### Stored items
[Start of section]
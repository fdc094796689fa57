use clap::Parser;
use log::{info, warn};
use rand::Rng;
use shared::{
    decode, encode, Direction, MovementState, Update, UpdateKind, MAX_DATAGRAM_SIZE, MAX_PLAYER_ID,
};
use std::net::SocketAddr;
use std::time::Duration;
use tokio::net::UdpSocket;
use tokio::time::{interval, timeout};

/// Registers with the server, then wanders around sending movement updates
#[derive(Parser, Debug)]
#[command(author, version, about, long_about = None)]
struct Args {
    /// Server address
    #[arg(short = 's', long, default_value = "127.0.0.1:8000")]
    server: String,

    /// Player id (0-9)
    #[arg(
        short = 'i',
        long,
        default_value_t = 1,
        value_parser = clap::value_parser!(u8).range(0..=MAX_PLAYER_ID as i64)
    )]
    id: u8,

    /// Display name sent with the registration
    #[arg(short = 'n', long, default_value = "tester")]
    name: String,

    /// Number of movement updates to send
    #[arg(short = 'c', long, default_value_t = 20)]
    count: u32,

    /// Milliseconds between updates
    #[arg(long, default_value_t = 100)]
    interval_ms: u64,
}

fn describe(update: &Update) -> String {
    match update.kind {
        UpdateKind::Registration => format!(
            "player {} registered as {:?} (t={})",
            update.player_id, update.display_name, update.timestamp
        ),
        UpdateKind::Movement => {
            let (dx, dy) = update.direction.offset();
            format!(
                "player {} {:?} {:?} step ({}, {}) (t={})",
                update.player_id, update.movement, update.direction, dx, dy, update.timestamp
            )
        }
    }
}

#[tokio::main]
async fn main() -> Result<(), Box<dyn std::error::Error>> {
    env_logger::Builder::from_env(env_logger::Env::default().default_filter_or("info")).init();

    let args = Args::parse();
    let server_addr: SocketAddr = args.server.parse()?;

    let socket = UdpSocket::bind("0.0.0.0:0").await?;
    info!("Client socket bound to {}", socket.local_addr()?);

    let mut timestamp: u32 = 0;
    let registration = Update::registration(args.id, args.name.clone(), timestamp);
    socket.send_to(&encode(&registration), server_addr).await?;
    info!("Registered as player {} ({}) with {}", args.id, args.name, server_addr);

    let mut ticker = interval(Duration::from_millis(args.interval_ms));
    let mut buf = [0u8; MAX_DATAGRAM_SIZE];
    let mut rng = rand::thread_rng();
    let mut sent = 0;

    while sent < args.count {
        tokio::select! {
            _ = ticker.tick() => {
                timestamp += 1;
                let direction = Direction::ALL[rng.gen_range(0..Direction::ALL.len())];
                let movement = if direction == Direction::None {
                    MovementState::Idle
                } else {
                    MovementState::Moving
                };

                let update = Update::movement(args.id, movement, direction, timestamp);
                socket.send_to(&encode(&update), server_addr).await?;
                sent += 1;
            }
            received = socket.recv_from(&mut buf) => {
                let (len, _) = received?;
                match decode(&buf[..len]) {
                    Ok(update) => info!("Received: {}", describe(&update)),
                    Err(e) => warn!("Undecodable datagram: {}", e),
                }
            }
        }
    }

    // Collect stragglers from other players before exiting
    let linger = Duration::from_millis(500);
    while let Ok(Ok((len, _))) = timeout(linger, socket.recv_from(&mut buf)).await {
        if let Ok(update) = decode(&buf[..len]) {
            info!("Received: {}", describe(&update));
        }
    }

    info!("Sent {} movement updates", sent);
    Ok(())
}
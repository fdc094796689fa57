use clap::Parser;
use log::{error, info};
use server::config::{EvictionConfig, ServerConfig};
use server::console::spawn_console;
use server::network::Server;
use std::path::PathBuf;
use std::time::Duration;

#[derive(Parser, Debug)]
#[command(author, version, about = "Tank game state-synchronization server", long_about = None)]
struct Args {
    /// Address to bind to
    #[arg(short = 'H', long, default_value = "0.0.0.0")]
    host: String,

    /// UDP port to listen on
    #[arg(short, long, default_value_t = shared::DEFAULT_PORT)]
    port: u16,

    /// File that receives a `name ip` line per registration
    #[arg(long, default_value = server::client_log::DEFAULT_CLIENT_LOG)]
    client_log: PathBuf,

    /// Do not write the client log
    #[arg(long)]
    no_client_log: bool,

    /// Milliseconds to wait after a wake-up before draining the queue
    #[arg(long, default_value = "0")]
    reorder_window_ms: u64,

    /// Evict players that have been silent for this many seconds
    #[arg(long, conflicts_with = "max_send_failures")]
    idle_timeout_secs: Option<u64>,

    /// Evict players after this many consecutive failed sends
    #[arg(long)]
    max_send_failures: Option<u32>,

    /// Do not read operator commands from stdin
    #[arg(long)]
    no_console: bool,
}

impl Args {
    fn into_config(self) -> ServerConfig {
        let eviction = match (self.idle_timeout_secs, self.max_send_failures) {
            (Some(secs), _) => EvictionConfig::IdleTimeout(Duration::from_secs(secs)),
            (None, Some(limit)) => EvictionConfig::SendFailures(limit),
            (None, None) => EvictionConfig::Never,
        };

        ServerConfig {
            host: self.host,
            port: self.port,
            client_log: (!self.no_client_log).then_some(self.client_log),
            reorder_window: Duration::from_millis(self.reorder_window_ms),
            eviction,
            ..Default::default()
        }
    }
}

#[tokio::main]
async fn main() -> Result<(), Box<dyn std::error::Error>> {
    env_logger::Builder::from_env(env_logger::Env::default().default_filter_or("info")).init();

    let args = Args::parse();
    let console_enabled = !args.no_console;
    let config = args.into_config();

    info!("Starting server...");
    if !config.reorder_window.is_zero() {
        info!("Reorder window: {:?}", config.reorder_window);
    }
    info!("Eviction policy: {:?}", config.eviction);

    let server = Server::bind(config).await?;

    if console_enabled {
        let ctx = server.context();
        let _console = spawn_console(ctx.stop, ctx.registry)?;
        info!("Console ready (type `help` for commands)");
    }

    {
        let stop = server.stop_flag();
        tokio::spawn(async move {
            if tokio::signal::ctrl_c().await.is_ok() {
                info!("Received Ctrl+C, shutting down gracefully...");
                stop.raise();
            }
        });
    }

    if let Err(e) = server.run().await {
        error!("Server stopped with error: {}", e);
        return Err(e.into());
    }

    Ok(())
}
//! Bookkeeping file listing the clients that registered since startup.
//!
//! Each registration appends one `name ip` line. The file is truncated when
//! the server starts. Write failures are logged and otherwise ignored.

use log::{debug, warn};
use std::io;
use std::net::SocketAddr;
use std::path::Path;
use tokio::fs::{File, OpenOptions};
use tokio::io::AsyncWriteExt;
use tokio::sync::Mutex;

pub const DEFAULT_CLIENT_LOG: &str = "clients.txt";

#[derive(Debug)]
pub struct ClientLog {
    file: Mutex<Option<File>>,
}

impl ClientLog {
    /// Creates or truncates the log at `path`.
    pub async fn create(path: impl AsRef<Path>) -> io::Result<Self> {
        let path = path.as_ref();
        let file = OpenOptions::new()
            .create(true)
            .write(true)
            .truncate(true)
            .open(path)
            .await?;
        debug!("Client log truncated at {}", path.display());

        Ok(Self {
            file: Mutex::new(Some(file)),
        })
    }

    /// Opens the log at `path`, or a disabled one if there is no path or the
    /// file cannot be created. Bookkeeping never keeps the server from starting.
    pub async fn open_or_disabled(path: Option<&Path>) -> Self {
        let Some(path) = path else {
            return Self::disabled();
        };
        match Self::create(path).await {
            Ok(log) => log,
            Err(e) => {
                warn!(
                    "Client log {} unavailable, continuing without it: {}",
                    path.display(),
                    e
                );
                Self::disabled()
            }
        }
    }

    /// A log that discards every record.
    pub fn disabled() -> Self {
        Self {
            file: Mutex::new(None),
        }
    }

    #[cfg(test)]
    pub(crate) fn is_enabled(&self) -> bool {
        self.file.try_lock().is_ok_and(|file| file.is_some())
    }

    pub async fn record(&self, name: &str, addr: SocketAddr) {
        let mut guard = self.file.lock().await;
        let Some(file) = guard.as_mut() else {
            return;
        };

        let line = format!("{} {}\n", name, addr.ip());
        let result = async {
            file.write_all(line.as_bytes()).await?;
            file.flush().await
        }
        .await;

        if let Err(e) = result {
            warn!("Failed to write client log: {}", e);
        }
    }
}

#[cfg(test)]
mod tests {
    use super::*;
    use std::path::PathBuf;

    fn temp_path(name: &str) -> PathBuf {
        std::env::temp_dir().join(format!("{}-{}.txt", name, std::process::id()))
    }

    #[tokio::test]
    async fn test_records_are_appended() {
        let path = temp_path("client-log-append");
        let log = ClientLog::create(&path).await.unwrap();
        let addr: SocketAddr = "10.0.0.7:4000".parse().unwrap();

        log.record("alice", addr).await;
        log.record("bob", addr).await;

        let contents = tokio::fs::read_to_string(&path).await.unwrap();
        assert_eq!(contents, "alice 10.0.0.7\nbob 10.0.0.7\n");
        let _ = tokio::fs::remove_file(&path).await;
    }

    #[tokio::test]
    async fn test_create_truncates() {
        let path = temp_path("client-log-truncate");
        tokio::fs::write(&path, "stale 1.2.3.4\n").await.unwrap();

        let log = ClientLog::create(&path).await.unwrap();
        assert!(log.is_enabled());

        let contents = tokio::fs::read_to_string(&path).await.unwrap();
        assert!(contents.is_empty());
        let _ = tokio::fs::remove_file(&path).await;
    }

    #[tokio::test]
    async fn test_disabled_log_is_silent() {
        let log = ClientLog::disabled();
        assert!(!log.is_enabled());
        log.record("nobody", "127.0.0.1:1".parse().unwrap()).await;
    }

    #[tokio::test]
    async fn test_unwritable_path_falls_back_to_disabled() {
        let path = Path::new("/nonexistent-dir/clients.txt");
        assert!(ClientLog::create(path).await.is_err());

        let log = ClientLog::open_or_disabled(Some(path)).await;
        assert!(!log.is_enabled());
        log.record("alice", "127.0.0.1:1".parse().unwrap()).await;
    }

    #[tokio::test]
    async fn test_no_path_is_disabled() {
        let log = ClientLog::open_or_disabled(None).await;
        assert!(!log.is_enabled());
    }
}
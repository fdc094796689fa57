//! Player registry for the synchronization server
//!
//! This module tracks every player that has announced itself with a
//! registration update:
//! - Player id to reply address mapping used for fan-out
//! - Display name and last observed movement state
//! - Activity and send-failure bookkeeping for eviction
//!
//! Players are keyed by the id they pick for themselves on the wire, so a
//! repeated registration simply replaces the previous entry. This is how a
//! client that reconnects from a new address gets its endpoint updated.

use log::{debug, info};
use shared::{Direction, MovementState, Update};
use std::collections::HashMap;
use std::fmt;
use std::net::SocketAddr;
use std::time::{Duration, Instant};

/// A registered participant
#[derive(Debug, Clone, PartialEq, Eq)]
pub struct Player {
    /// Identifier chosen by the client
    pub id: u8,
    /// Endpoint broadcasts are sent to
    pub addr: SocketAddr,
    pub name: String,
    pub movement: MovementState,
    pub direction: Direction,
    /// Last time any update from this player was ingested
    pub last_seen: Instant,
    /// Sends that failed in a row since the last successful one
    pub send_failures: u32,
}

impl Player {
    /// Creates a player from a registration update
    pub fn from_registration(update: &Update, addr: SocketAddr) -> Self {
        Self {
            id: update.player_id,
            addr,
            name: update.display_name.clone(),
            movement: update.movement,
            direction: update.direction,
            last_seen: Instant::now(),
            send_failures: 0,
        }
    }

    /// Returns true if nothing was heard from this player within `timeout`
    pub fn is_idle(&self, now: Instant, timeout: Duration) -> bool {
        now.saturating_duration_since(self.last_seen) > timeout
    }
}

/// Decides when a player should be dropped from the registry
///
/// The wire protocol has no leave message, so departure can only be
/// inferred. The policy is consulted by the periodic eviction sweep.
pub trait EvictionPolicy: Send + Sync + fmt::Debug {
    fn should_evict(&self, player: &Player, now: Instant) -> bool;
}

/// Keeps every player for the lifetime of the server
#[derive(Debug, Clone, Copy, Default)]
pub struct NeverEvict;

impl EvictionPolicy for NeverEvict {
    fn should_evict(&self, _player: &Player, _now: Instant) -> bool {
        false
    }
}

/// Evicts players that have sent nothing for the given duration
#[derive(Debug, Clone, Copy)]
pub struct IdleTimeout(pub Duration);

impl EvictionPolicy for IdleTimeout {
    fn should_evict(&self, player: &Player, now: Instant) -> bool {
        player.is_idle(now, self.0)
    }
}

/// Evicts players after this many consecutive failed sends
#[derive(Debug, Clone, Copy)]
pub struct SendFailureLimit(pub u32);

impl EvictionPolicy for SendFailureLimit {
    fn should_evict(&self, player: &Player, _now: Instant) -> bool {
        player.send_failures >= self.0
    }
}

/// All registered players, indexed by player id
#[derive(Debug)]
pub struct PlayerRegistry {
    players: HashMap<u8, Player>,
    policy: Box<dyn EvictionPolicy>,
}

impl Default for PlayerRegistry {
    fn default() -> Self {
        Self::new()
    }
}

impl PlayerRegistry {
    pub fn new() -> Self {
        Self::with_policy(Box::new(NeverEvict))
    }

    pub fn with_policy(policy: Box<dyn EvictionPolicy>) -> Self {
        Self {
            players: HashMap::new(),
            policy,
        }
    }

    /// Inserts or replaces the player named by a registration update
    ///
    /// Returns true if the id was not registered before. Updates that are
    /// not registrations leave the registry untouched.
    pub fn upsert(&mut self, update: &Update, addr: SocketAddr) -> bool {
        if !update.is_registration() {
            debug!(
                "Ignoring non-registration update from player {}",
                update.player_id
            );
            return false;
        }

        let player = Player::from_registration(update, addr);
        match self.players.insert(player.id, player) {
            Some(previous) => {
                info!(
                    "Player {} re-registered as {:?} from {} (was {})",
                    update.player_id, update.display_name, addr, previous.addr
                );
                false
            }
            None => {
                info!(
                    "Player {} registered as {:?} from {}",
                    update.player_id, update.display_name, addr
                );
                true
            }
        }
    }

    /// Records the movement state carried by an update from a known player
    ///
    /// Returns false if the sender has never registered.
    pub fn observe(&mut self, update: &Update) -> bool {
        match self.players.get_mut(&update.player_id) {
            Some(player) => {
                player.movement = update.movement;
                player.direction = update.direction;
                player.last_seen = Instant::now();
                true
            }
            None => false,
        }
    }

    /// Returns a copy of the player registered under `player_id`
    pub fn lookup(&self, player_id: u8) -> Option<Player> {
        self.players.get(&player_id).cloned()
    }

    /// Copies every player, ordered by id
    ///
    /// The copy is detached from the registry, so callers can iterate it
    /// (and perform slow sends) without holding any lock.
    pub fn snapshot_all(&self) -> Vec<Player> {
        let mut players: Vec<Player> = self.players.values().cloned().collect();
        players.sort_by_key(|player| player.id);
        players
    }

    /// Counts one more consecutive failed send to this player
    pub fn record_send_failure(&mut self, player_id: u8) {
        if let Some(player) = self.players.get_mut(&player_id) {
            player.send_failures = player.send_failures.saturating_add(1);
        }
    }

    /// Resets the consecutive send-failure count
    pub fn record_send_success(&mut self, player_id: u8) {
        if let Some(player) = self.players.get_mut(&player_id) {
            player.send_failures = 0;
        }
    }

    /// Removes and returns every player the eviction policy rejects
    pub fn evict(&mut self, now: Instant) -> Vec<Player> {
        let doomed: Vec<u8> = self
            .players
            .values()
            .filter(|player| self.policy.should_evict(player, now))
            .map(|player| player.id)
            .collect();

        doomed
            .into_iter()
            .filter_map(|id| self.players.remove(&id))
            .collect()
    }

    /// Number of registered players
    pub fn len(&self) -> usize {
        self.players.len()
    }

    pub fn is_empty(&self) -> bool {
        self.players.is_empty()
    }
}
[End of section]
### Assignment
Go line by line through the records and copy those that contain the word "before".

### The answer
    // Collect stragglers from other players before exiting
    /// Milliseconds to wait after a wake-up before draining the queue
    /// Returns true if the id was not registered before. Updates that are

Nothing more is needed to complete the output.